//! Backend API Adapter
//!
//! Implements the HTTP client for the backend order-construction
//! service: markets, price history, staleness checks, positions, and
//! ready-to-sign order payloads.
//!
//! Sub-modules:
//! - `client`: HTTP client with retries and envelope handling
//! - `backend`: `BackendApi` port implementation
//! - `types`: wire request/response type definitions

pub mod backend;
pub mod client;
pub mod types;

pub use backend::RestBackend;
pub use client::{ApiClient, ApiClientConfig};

**Problem to solve:**
Look through the listing, and copy each line in which the string "client" turns up.

**Your response:**
//! Implements the HTTP client for the backend order-construction
//! - `client`: HTTP client with retries and envelope handling
pub mod client;
pub use client::{ApiClient, ApiClientConfig};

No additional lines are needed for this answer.